The terms of the peace deal may only reinforce twin perceptions in the Arab world: The United States did too little too late to rein in Israel and end the fighting, and friendship with the United States is worth little because the United States will back Israel no matter what, foreign policy analysts said.

“The U.S. reputation as an honest broker has been eroding under this administration for some time. This just crystallized what the Arabs thought,” said Jonathan Clarke, a former British diplomat now at the Cato Institute. He said the Arabs had grown to believe “the U.S. and Israel had become one country.”

The United States backed Israel without public reservation from the first moments of the war, when Hezbollah militants crossed the Lebanon border and killed and captured Israeli soldiers on July 12.

“The loss of innocent life in both Lebanon and Israel has been a great tragedy,” Bush said. “Hezbollah and its Iranian and Syrian sponsors have brought an unwanted war to the people of Lebanon and Israel, and millions have suffered as a result.”

The Bush administration has set expansion of democracy and freedom in the Middle East as the signal call of a foreign policy that Arab, European and other governments still view with suspicion more than three years after the widely unpopular U.S.-led invasion of Iraq.

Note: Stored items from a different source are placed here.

//! Predefined grid templates (fixed rows x columns).

use serde::Serialize;

/// A fixed grid arrangement selectable instead of the auto-sized grid.
#[derive(Copy, Clone, Debug, PartialEq, Eq, Serialize)]
#[serde(rename_all = "camelCase")]
pub struct GridTemplate {
    /// `"{rows}x{cols}"`.
    pub id: &'static str,
    pub label: &'static str,
    pub rows: usize,
    pub cols: usize,
}

impl GridTemplate {
    pub fn cell_count(&self) -> usize {
        self.rows * self.cols
    }
}

const fn template(id: &'static str, label: &'static str, rows: usize, cols: usize) -> GridTemplate {
    GridTemplate {
        id,
        label,
        rows,
        cols,
    }
}

pub static GRID_TEMPLATES: [GridTemplate; 12] = [
    template("1x1", "1", 1, 1),
    template("1x2", "1×2", 1, 2),
    template("2x1", "2×1", 2, 1),
    template("2x2", "2×2", 2, 2),
    template("1x3", "1×3", 1, 3),
    template("3x1", "3×1", 3, 1),
    template("2x3", "2×3", 2, 3),
    template("3x2", "3×2", 3, 2),
    template("3x3", "3×3", 3, 3),
    template("3x4", "3×4", 3, 4),
    template("4x3", "4×3", 4, 3),
    template("4x4", "4×4", 4, 4),
];

/// Look up a template by id. Unknown ids yield `None` (auto grid).
pub fn find_template(id: &str) -> Option<&'static GridTemplate> {
    GRID_TEMPLATES.iter().find(|t| t.id == id)
}

#[cfg(test)]
mod tests {
    use super::*;

    #[test]
    fn ids_match_dimensions() {
        for t in &GRID_TEMPLATES {
            assert_eq!(t.id, format!("{}x{}", t.rows, t.cols));
        }
    }

    #[test]
    fn find_known_and_unknown() {
        let t = find_template("3x4").unwrap();
        assert_eq!((t.rows, t.cols), (3, 4));
        assert_eq!(t.cell_count(), 12);
        assert!(find_template("5x5").is_none());
    }

    #[test]
    fn serializes_for_template_pickers() {
        let json = serde_json::to_value(find_template("2x3").unwrap()).unwrap();
        assert_eq!(json["id"], "2x3");
        assert_eq!(json["label"], "2×3");
        assert_eq!(json["rows"], 2);
        assert_eq!(json["cols"], 3);
    }
}
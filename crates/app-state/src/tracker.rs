//! Layout-change detection.
//!
//! `LayoutTracker` does not subscribe to anything itself. The owner feeds it
//! every new document; when the layout-relevant fields differ from the last
//! computation it returns freshly computed cells, otherwise `None`.

use pc_common::{Cell, LayoutType};
use pc_layout::compute_layout;

use crate::state::Document;

/// The document fields whose change requires recomputing cells.
#[derive(Clone, Debug, PartialEq)]
pub struct LayoutKey {
    pub layout_type: LayoutType,
    pub grid_template: Option<String>,
    pub canvas_width: u32,
    pub canvas_height: u32,
    pub spacing_mm: f64,
    pub outer_padding_mm: f64,
    /// Photo ids in document order.
    pub photo_ids: Vec<String>,
}

impl LayoutKey {
    pub fn of(doc: &Document) -> Self {
        Self {
            layout_type: doc.layout_type,
            grid_template: doc.grid_template.clone(),
            canvas_width: doc.canvas_width,
            canvas_height: doc.canvas_height,
            spacing_mm: doc.spacing_mm,
            outer_padding_mm: doc.outer_padding_mm,
            photo_ids: doc.photos.iter().map(|p| p.id.clone()).collect(),
        }
    }
}

/// True when two cell lists differ in geometry or photo assignment.
/// Cell ids are ignored.
pub fn cells_changed(a: &[Cell], b: &[Cell]) -> bool {
    a.len() != b.len() || a.iter().zip(b).any(|(x, y)| !x.same_placement(y))
}

#[derive(Debug)]
pub struct LayoutTracker {
    last_key: LayoutKey,
}

impl LayoutTracker {
    /// Start tracking from `doc`, treating its current cells as up to date.
    pub fn new(doc: &Document) -> Self {
        Self {
            last_key: LayoutKey::of(doc),
        }
    }

    /// Check `doc` against the last seen key.
    ///
    /// Returns new cells only when the key changed and the recomputed cells
    /// actually differ from `doc.cells`.
    pub fn observe(&mut self, doc: &Document) -> Option<Vec<Cell>> {
        let key = LayoutKey::of(doc);
        if key == self.last_key {
            return None;
        }
        self.last_key = key;

        let cells = compute_layout(&doc.layout_request());
        if cells_changed(&cells, &doc.cells) {
            tracing::debug!(cells = cells.len(), "Layout key changed, cells updated");
            Some(cells)
        } else {
            tracing::debug!("Layout key changed, cells unchanged");
            None
        }
    }

    /// Re-baseline after the document was replaced wholesale.
    pub fn reset(&mut self, doc: &Document) {
        self.last_key = LayoutKey::of(doc);
    }

    pub fn last_key(&self) -> &LayoutKey {
        &self.last_key
    }
}
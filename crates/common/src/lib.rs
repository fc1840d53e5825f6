//! `pc-common` -- Shared types, errors, and configuration for the photo collage core.
//!
//! This crate is the foundation the layout engine and the state store both
//! depend on:
//!
//! - **Types**: `Rect`, `LayoutType`, `PaperSize`, DPI / millimetre conversion
//! - **Model**: `Photo`, `Cell`, `TextOverlay` (document entities) and id generation
//! - **Errors**: `CollageError` (thiserror-based)
//! - **Config**: `EditorConfig`, `DocumentDefaults`

pub mod config;
pub mod error;
pub mod model;
pub mod types;

// Re-export commonly used items at crate root
pub use config::{DocumentDefaults, EditorConfig, DEFAULT_MAX_HISTORY};
pub use error::{CollageError, CollageResult};
pub use model::{
    next_id, normalize_rotation, Cell, Photo, TextOverlay, DEFAULT_FONT_FAMILY, MAX_CROP_ZOOM,
    MIN_CROP_SIZE,
};
pub use types::{
    mm_to_px, LayoutType, PaperSize, Rect, CUSTOM_PAPER_ID, DEFAULT_PAPER_ID, DPI, MM_TO_PX,
    PAPER_SIZES,
};
//! Document entities shared by the layout engine and the state store.
//!
//! Field names serialize in camelCase (`cropX`, `naturalWidth`, `photoId`).

use serde::{Deserialize, Serialize};
use std::sync::atomic::{AtomicU64, Ordering};

use crate::types::Rect;

static NEXT_ID: AtomicU64 = AtomicU64::new(1);

/// Generate a process-unique id such as `photo_17`.
pub fn next_id(prefix: &str) -> String {
    let n = NEXT_ID.fetch_add(1, Ordering::Relaxed);
    format!("{prefix}_{n}")
}

/// Smallest crop side, as a fraction of the image.
pub const MIN_CROP_SIZE: f64 = 0.05;
/// Largest zoom factor a photo can be pushed to inside its cell.
pub const MAX_CROP_ZOOM: f64 = 5.0;

/// A photo placed in the collage.
#[derive(Clone, Debug, PartialEq, Serialize, Deserialize)]
#[serde(rename_all = "camelCase")]
pub struct Photo {
    /// Unique, stable for the photo's lifetime.
    pub id: String,
    /// Display name (usually the source file name).
    #[serde(default)]
    pub name: String,
    /// Decoded width in pixels (0 when unknown).
    pub natural_width: u32,
    /// Decoded height in pixels (0 when unknown).
    pub natural_height: u32,
    #[serde(default)]
    pub crop_x: f64,
    #[serde(default)]
    pub crop_y: f64,
    #[serde(default = "one")]
    pub crop_w: f64,
    #[serde(default = "one")]
    pub crop_h: f64,
    /// Pan offset inside the cell, -1..=1 (0 = centered).
    #[serde(default)]
    pub crop_offset_x: f64,
    #[serde(default)]
    pub crop_offset_y: f64,
    /// Zoom inside the cell, >= 1.
    #[serde(default = "one")]
    pub crop_zoom: f64,
    /// Rotation in degrees, -180 < r <= 180.
    #[serde(default)]
    pub rotation: f64,
}

fn one() -> f64 {
    1.0
}

impl Photo {
    /// New photo with a fresh id, full-image crop and no transform.
    pub fn new(name: impl Into<String>, natural_width: u32, natural_height: u32) -> Self {
        Self {
            id: next_id("photo"),
            name: name.into(),
            natural_width,
            natural_height,
            crop_x: 0.0,
            crop_y: 0.0,
            crop_w: 1.0,
            crop_h: 1.0,
            crop_offset_x: 0.0,
            crop_offset_y: 0.0,
            crop_zoom: 1.0,
            rotation: 0.0,
        }
    }

    /// Width / height of the natural image. Missing dimensions count as square.
    pub fn aspect_ratio(&self) -> f64 {
        if self.natural_width == 0 || self.natural_height == 0 {
            return 1.0;
        }
        self.natural_width as f64 / self.natural_height as f64
    }

    /// Clear crop, pan, zoom and rotation.
    pub fn reset_edits(&mut self) {
        self.crop_x = 0.0;
        self.crop_y = 0.0;
        self.crop_w = 1.0;
        self.crop_h = 1.0;
        self.crop_offset_x = 0.0;
        self.crop_offset_y = 0.0;
        self.crop_zoom = 1.0;
        self.rotation = 0.0;
    }

    /// Pull every edit field back inside its legal range.
    pub fn clamp_edits(&mut self) {
        self.crop_w = self.crop_w.clamp(MIN_CROP_SIZE, 1.0);
        self.crop_h = self.crop_h.clamp(MIN_CROP_SIZE, 1.0);
        self.crop_x = self.crop_x.clamp(0.0, 1.0 - self.crop_w);
        self.crop_y = self.crop_y.clamp(0.0, 1.0 - self.crop_h);
        self.crop_offset_x = self.crop_offset_x.clamp(-1.0, 1.0);
        self.crop_offset_y = self.crop_offset_y.clamp(-1.0, 1.0);
        self.crop_zoom = self.crop_zoom.clamp(1.0, MAX_CROP_ZOOM);
        self.rotation = normalize_rotation(self.rotation);
    }

    /// The crop rectangle in normalized image coordinates.
    pub fn crop_rect(&self) -> Rect {
        Rect::new(self.crop_x, self.crop_y, self.crop_w, self.crop_h)
    }
}

/// Wrap an angle in degrees into (-180, 180].
pub fn normalize_rotation(degrees: f64) -> f64 {
    let mut r = degrees % 360.0;
    if r > 180.0 {
        r -= 360.0;
    }
    if r <= -180.0 {
        r += 360.0;
    }
    r
}

/// A placement rectangle produced by the layout engine.
#[derive(Clone, Debug, PartialEq, Serialize, Deserialize)]
#[serde(rename_all = "camelCase")]
pub struct Cell {
    /// Regenerated on every layout computation.
    pub id: String,
    pub x: f64,
    pub y: f64,
    pub width: f64,
    pub height: f64,
    /// Photo shown in this cell, if any.
    pub photo_id: Option<String>,
}

impl Cell {
    pub fn new(rect: Rect, photo_id: Option<String>) -> Self {
        Self {
            id: next_id("cell"),
            x: rect.x,
            y: rect.y,
            width: rect.width,
            height: rect.height,
            photo_id,
        }
    }

    pub fn rect(&self) -> Rect {
        Rect::new(self.x, self.y, self.width, self.height)
    }

    /// Same geometry and photo assignment, ignoring the id.
    pub fn same_placement(&self, other: &Cell) -> bool {
        self.x == other.x
            && self.y == other.y
            && self.width == other.width
            && self.height == other.height
            && self.photo_id == other.photo_id
    }
}

pub const DEFAULT_FONT_FAMILY: &str =
    "-apple-system, BlinkMacSystemFont, \"Segoe UI\", Roboto, sans-serif";

/// A text label drawn on top of the collage.
#[derive(Clone, Debug, PartialEq, Serialize, Deserialize)]
#[serde(rename_all = "camelCase")]
pub struct TextOverlay {
    pub id: String,
    pub text: String,
    /// Normalized horizontal position, 0..=1.
    pub x: f64,
    /// Normalized vertical position, 0..=1.
    pub y: f64,
    pub font_family: String,
    /// Font size in canvas pixels.
    pub font_size: f64,
    pub color: String,
    #[serde(default)]
    pub bold: bool,
    #[serde(default)]
    pub italic: bool,
}

impl Default for TextOverlay {
    fn default() -> Self {
        Self {
            id: next_id("text"),
            text: "Your Text".to_string(),
            x: 0.5,
            y: 0.5,
            font_family: DEFAULT_FONT_FAMILY.to_string(),
            font_size: 80.0,
            color: "#ffffff".to_string(),
            bold: false,
            italic: false,
        }
    }
}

Although inspiring to some Arab reformers, the Bush policy was always seen as naive by many leaders in the region and elsewhere.

The Lebanon conflict has heightened anti-U.S. sentiment in the region, with frequent protests in moderate U.S. allies like Egypt, Jordan and Kuwait.

Saudi Arabia and other U.S. allies in the region say the bloodshed only fuels radicalism.

“We would like to return to the old Middle East, because we don’t see anything in the new Middle East apart from more problems,” Saudi Foreign Minister Saud al-Faisal remarked.